SARS-CoV-2 viruses binding to ACE-2 receptors on a human cell, the initial stage of COVID-19 infection, conceptual 3D illustration credit: Kateryna Kon / Shutterstock
This is explained in several ways. Firstly, the G614 might enhance RBD exposure and thus increase the degree of hACE2 binding. Alternatively, it could boost the number of binding sites by reducing S1 shedding. The researchers, therefore, looked for S1 domain shedding using a specific anti-S1 antibody.
They found that the second explanation was more likely because the S1 shedding was reduced with the G614 variant. However, both variants were equally sensitive to neutralizing antibodies.
And finally, the researchers explored the supposition that the mutation would promote the shedding of the S1 subunit, losing a hydrogen bond between the D614 in S1 and T859 in S2. Instead, they found that the latter bonds with Q613 instead, while the presence of glycine at 614 allows the Q613 to be aligned better. Other explanations are also possible, including salt bridge formation between D614 and R646, which could render the S1 conformation unfavorable to S2 binding.
S-Protein Stability Increases Incorporation Into Virions
If the S2 domains exposed by S1 shedding lead to instability in the trans-Golgi network membrane, where the S1/S2 boundary is processed, this could lead to reduced incorporation of the S-protein into the viral particles with the D614 genotype. Another possibility is that the exposed S2 subunits may not allow normal post-translational modification, which means the protein is not fit for incorporation into the virion.

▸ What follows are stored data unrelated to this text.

//! Error Notifier (C9): SMTP alerts on worker/scheduler failure.
//!
//! Fetches the active recipient list fresh at send time (no caching — the
//! original re-queries per send so a newly-added recipient is never missed),
//! composes an HTML message, and sends over STARTTLS. Failure is logged and
//! swallowed; this must never poison the caller's error path.

use lettre::message::header::ContentType;
use lettre::transport::smtp::authentication::Credentials;
use lettre::{AsyncSmtpTransport, AsyncTransport, Message, Tokio1Executor};
use tracing::{error, info};

use crate::store::Store;

pub struct ErrorNotifier {
    transport: AsyncSmtpTransport<Tokio1Executor>,
    from_email: String,
    store: Store,
}

impl ErrorNotifier {
    pub fn new(
        store: Store,
        smtp_server: &str,
        smtp_port: u16,
        smtp_email: &str,
        smtp_password: &str,
    ) -> anyhow::Result<Self> {
        let creds = Credentials::new(smtp_email.to_string(), smtp_password.to_string());
        let transport = AsyncSmtpTransport::<Tokio1Executor>::starttls_relay(smtp_server)?
            .port(smtp_port)
            .credentials(creds)
            .build();

        Ok(Self {
            transport,
            from_email: smtp_email.to_string(),
            store,
        })
    }

    /// Notifies every active recipient that `job_id` (processing `source_url`)
    /// failed with `error`, optionally including a `traceback`.
    pub async fn notify(&self, job_id: &str, source_url: &str, error: &str, traceback: Option<&str>) {
        let recipients = match self.store.active_recipients().await {
            Ok(r) => r,
            Err(e) => {
                error!("notifier: failed to load recipient list: {e}");
                return;
            }
        };
        if recipients.is_empty() {
            return;
        }

        let html = render_html(job_id, source_url, error, traceback);
        let subject = format!("NewsAgent job failed: {job_id}");

        for recipient in recipients {
            let message = Message::builder()
                .from(match self.from_email.parse() {
                    Ok(addr) => addr,
                    Err(e) => {
                        error!("notifier: invalid from address {}: {e}", self.from_email);
                        return;
                    }
                })
                .to(match recipient.email.parse() {
                    Ok(addr) => addr,
                    Err(e) => {
                        error!("notifier: invalid recipient address {}: {e}", recipient.email);
                        continue;
                    }
                })
                .subject(&subject)
                .header(ContentType::TEXT_HTML)
                .body(html.clone());

            let message = match message {
                Ok(m) => m,
                Err(e) => {
                    error!("notifier: failed to build message: {e}");
                    continue;
                }
            };

            match self.transport.send(message).await {
                Ok(_) => info!("notifier: alert sent to {}", recipient.email),
                Err(e) => error!("notifier: failed to send to {}: {e}", recipient.email),
            }
        }
    }
}

fn render_html(job_id: &str, source_url: &str, error: &str, traceback: Option<&str>) -> String {
    let traceback_block = traceback
        .map(|t| format!("<pre>{}</pre>", html_escape(t)))
        .unwrap_or_default();

    format!(
        "<h2>NewsAgent job failed</h2>\
         <p><b>Job ID:</b> {job_id}</p>\
         <p><b>Source URL:</b> {source_url}</p>\
         <p><b>Error:</b> {}</p>\
         {traceback_block}",
        html_escape(error)
    )
}

fn html_escape(s: &str) -> String {
    s.replace('&', "&amp;")
        .replace('<', "&lt;")
        .replace('>', "&gt;")
}

#[cfg(test)]
mod tests {
    use super::*;

    #[test]
    fn escapes_html_in_error_message() {
        let html = render_html("job-1", "https://example.com", "<script>bad</script>", None);
        assert!(html.contains("&lt;script&gt;"));
    }
}
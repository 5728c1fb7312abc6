//! `newsagent-api` — the Job API binary (C7).

use newsagent::api::{self, ApiState};
use newsagent::config::AppConfig;
use newsagent::queue::WorkQueue;
use newsagent::store::Store;

#[tokio::main]
async fn main() -> anyhow::Result<()> {
    tracing_subscriber::fmt()
        .with_env_filter(tracing_subscriber::EnvFilter::try_from_default_env().unwrap_or_else(|_| "info".into()))
        .init();

    let config = AppConfig::from_env()?;

    let store = Store::connect(&config.database_url).await?;
    let queue = WorkQueue::connect(&config.redis_url, &config.redis_queue_name, &config.redis_dlq_name).await?;

    let state = ApiState {
        queue,
        store,
        api_key: config.newsagent_api_key.clone(),
    };

    let app = api::router(state);
    let listener = tokio::net::TcpListener::bind("0.0.0.0:8000").await?;
    tracing::info!("newsagent-api listening on {}", listener.local_addr()?);
    axum::serve(listener, app).await?;

    Ok(())
}
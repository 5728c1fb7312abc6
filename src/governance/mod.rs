//! Governance Gatekeeper (C1): robots.txt compliance and a distributed
//! per-domain rate limiter. No outbound HTTP or browser fetch anywhere in
//! this system bypasses this gate (NewsAgent §4.1 invariant i).
//!
//! The rate limiter is a distributed compare-and-set, not an in-process
//! token bucket: the only primitive that is safe across multiple worker
//! processes sharing one domain is a store supporting atomic
//! create-if-absent-with-TTL (NewsAgent §9). That store is Redis here.

use std::time::Duration;

use redis::AsyncCommands;
use texting_robots::Robot;
use tracing::{debug, warn};
use url::Url;

use crate::errors::GovernanceError;
use crate::store::Store;

const ROBOTS_CACHE_TTL_SECS: i64 = 86_400;
const DELAY_CACHE_TTL_SECS: i64 = 300;

pub struct GovernanceGatekeeper {
    redis: redis::aio::ConnectionManager,
    store: Store,
    user_agent: String,
    default_delay_seconds: i64,
}

impl GovernanceGatekeeper {
    pub async fn connect(
        redis_url: &str,
        store: Store,
        user_agent: String,
        default_delay_seconds: i64,
    ) -> Result<Self, GovernanceError> {
        let client = redis::Client::open(redis_url)?;
        let redis = client.get_connection_manager().await?;
        Ok(Self {
            redis,
            store,
            user_agent,
            default_delay_seconds,
        })
    }

    fn domain(url: &str) -> Result<String, GovernanceError> {
        let parsed = Url::parse(url).map_err(|_| GovernanceError::BadUrl(url.to_string()))?;
        parsed
            .host_str()
            .map(str::to_string)
            .ok_or_else(|| GovernanceError::BadUrl(url.to_string()))
    }

    /// Resolves robots.txt compliance for `url`, consulting a 24h-TTL
    /// cached boolean decision keyed by domain. On fetch or parse failure,
    /// default-allow (NewsAgent §4.1).
    pub async fn can_fetch(&mut self, url: &str) -> Result<bool, GovernanceError> {
        let domain = Self::domain(url)?;
        let robots_key = format!("robots_cache:{domain}");

        let cached: Option<String> = self.redis.get(&robots_key).await?;
        if let Some(v) = cached {
            return Ok(v == "1");
        }

        let parsed = Url::parse(url).map_err(|_| GovernanceError::BadUrl(url.to_string()))?;
        let robots_url = format!("{}://{}/robots.txt", parsed.scheme(), domain);

        let is_allowed = match fetch_and_evaluate(&robots_url, &self.user_agent, url).await {
            Ok(allowed) => allowed,
            Err(e) => {
                debug!("robots.txt fetch failed for {domain}, defaulting to allow: {e}");
                true
            }
        };

        let _: () = self
            .redis
            .set_ex(&robots_key, if is_allowed { "1" } else { "0" }, ROBOTS_CACHE_TTL_SECS as u64)
            .await?;

        Ok(is_allowed)
    }

    async fn dynamic_delay(&mut self, domain: &str) -> i64 {
        let cache_key = format!("config:delay:{domain}");

        if let Ok(Some(cached)) = self.redis.get::<_, Option<String>>(&cache_key).await {
            if let Ok(parsed) = cached.parse::<i64>() {
                return parsed;
            }
        }

        let delay = match self.store.delay_seconds_for_domain(domain).await {
            Ok(Some(d)) => d,
            Ok(None) => self.default_delay_seconds,
            Err(e) => {
                warn!("error fetching delay config for {domain}: {e}");
                self.default_delay_seconds
            }
        };

        let _: Result<(), _> = self
            .redis
            .set_ex(&cache_key, delay, DELAY_CACHE_TTL_SECS as u64)
            .await;

        delay
    }

    /// Blocks until a rate-limit slot for `url`'s domain is free, then
    /// atomically reserves the next one. Implemented as a compare-and-set
    /// lock with a TTL equal to the resolved per-domain delay; losers poll
    /// the lock's remaining TTL rather than busy-waiting (NewsAgent §4.1).
    pub async fn wait_for_slot(&mut self, url: &str) {
        let domain = match Self::domain(url) {
            Ok(d) => d,
            Err(_) => return,
        };
        let delay_seconds = self.dynamic_delay(&domain).await;
        let lock_key = format!("rate_limit:{domain}");
        let ttl_ms = (delay_seconds.max(0) as u64) * 1000;

        loop {
            let acquired: bool = redis::cmd("SET")
                .arg(&lock_key)
                .arg("locked")
                .arg("NX")
                .arg("PX")
                .arg(ttl_ms)
                .query_async::<Option<String>>(&mut self.redis)
                .await
                .map(|v| v.is_some())
                .unwrap_or(false);

            if acquired {
                debug!("rate limit acquired for {domain} (delay {delay_seconds}s)");
                return;
            }

            let pttl: i64 = self.redis.pttl(&lock_key).await.unwrap_or(-1);
            if pttl > 0 {
                tokio::time::sleep(Duration::from_millis(pttl as u64) + Duration::from_millis(100))
                    .await;
            } else {
                tokio::time::sleep(Duration::from_secs(1)).await;
            }
        }
    }
}

async fn fetch_and_evaluate(
    robots_url: &str,
    user_agent: &str,
    url: &str,
) -> anyhow::Result<bool> {
    let body = reqwest::get(robots_url).await?.text().await?;
    let robot = Robot::new(user_agent, body.as_bytes())
        .map_err(|e| anyhow::anyhow!("failed to parse robots.txt: {e}"))?;
    Ok(robot.allowed(url))
}
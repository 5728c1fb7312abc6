//! Web search interface for `find_other_sources` (C10).
//!
//! The original calls a hosted search API (`tavily_client.search(query,
//! search_depth="basic", max_results=5)`) — an external collaborator out of
//! scope here (NewsAgent §1). This module defines the minimal interface
//! `find_other_sources` needs against it.

use std::future::Future;
use std::pin::Pin;

use serde::{Deserialize, Serialize};

use crate::errors::PipelineError;

#[derive(Debug, Clone, Serialize, Deserialize)]
pub struct SearchResult {
    pub url: String,
    pub content: String,
}

type BoxFuture<'a, T> = Pin<Box<dyn Future<Output = Result<T, PipelineError>> + Send + 'a>>;

pub trait SearchClient: Send + Sync {
    /// One `search_depth="basic", max_results=5`-equivalent query.
    fn search<'a>(&'a self, query: &'a str, max_results: usize) -> BoxFuture<'a, Vec<SearchResult>>;
}

/// Concrete [`SearchClient`] for a Tavily-shaped `/search` REST endpoint.
pub struct HttpSearchClient {
    client: reqwest::Client,
    api_key: String,
    api_base: String,
}

impl HttpSearchClient {
    #[must_use]
    pub fn new(client: reqwest::Client, api_key: String) -> Self {
        Self {
            client,
            api_key,
            api_base: "https://api.tavily.com".to_string(),
        }
    }

    #[must_use]
    pub fn with_base(mut self, api_base: String) -> Self {
        self.api_base = api_base;
        self
    }
}

#[derive(Deserialize)]
struct TavilyResponse {
    #[serde(default)]
    results: Vec<TavilyResult>,
}

#[derive(Deserialize)]
struct TavilyResult {
    url: String,
    #[serde(default)]
    content: String,
}

impl SearchClient for HttpSearchClient {
    fn search<'a>(&'a self, query: &'a str, max_results: usize) -> BoxFuture<'a, Vec<SearchResult>> {
        Box::pin(async move {
            let resp = self
                .client
                .post(format!("{}/search", self.api_base))
                .json(&serde_json::json!({
                    "api_key": self.api_key,
                    "query": query,
                    "search_depth": "basic",
                    "max_results": max_results,
                }))
                .send()
                .await
                .map_err(|e| PipelineError::Search(format!("request failed: {e}")))?;

            if !resp.status().is_success() {
                return Err(PipelineError::Search(format!(
                    "search provider returned status {}",
                    resp.status()
                )));
            }

            let body: TavilyResponse = resp
                .json()
                .await
                .map_err(|e| PipelineError::Search(format!("invalid response body: {e}")))?;

            Ok(body
                .results
                .into_iter()
                .map(|r| SearchResult {
                    url: r.url,
                    content: r.content,
                })
                .collect())
        })
    }
}
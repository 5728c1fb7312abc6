//! Stage 13: translate_article (grounded in `graph/nodes/translate_article.py`).
//!
//! Best-effort: unlike every other stage, failure here never sets
//! `error_message` — it logs and leaves `title_ar`/`summary_ar`/`content_ar`
//! unset, because the original catches and continues rather than failing
//! the whole enrichment over a translation miss (NewsAgent §4.5a).

use serde::Deserialize;
use tracing::warn;

use crate::models::WorkflowState;
use crate::pipeline::llm::{LlmClient, LlmClientExt};
use crate::pipeline::stages::generate_summary::render;

#[derive(Deserialize)]
struct TranslationResponse {
    title_ar: String,
    summary_ar: String,
    content_ar: String,
}

pub async fn translate_article(mut state: WorkflowState, llm: &dyn LlmClient) -> WorkflowState {
    if state.is_failed() {
        return state;
    }

    let Some(article) = state.article.clone() else {
        return state;
    };
    if article.content.is_empty() {
        return state;
    }
    let Some(prompts) = state.active_prompts.clone() else {
        return state;
    };

    let user_prompt = render(
        &prompts.translation_user,
        &[
            ("title", &article.title),
            ("summary", article.summary.as_deref().unwrap_or_default()),
            ("content", &article.content),
        ],
    );

    match llm
        .complete_structured::<TranslationResponse>(&prompts.translation_system, &user_prompt)
        .await
    {
        Ok(resp) => {
            if let Some(article) = state.article.as_mut() {
                article.title_ar = Some(resp.title_ar);
                article.summary_ar = Some(resp.summary_ar);
                article.content_ar = Some(resp.content_ar);
            }
        }
        Err(e) => warn!("translate_article failed, continuing without Arabic fields: {e}"),
    }

    state
}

At the same time, increased infectivity does not correspond to increased severity, perhaps because the former is due to the presence of higher levels of functional S-protein with G614, while the latter is affected by other factors. The researchers also suggest that the loss of the S-protein in association with the D614 could be balanced by the increased efficiency of fusion with the unstable S-protein if the host cell is next to another target cell. And finally, it is quite conceivable that small differences in the mechanisms of disease are being overlooked even as small sequence variants are being picked up.
D614G Stabilizes Virus with Furin Cleavage Site
The investigators also point out that the presence of a furin cleavage site at the S1/S2 interface allows the S-protein to be cleaved in the host cells within which it replicates, priming the virions for further infection. This cleavage site is absent in the other SARS viruses, which rely on TMPRSS2 and other endosomal cathepsins within the target cells.
The implication is that this D614G mutation stabilized the SARS-CoV-2 with its unique furin cleavage site, but was not preferred in the earlier viruses because they did not have this site.
The researchers sum up: “We show that an S-protein mutation that results in more transmissible SARS-CoV-2 also limits shedding of the S1 domain and increases S-protein incorporation into the virion.” More study will determine how this change affects the disease process or severity, since this change does not affect ACE2 binding or neutralization efficiency.
bioRxiv publishes preliminary scientific reports that are not peer-reviewed and, therefore, should not be regarded as conclusive, guide clinical practice/health-related behavior, or treated as established information.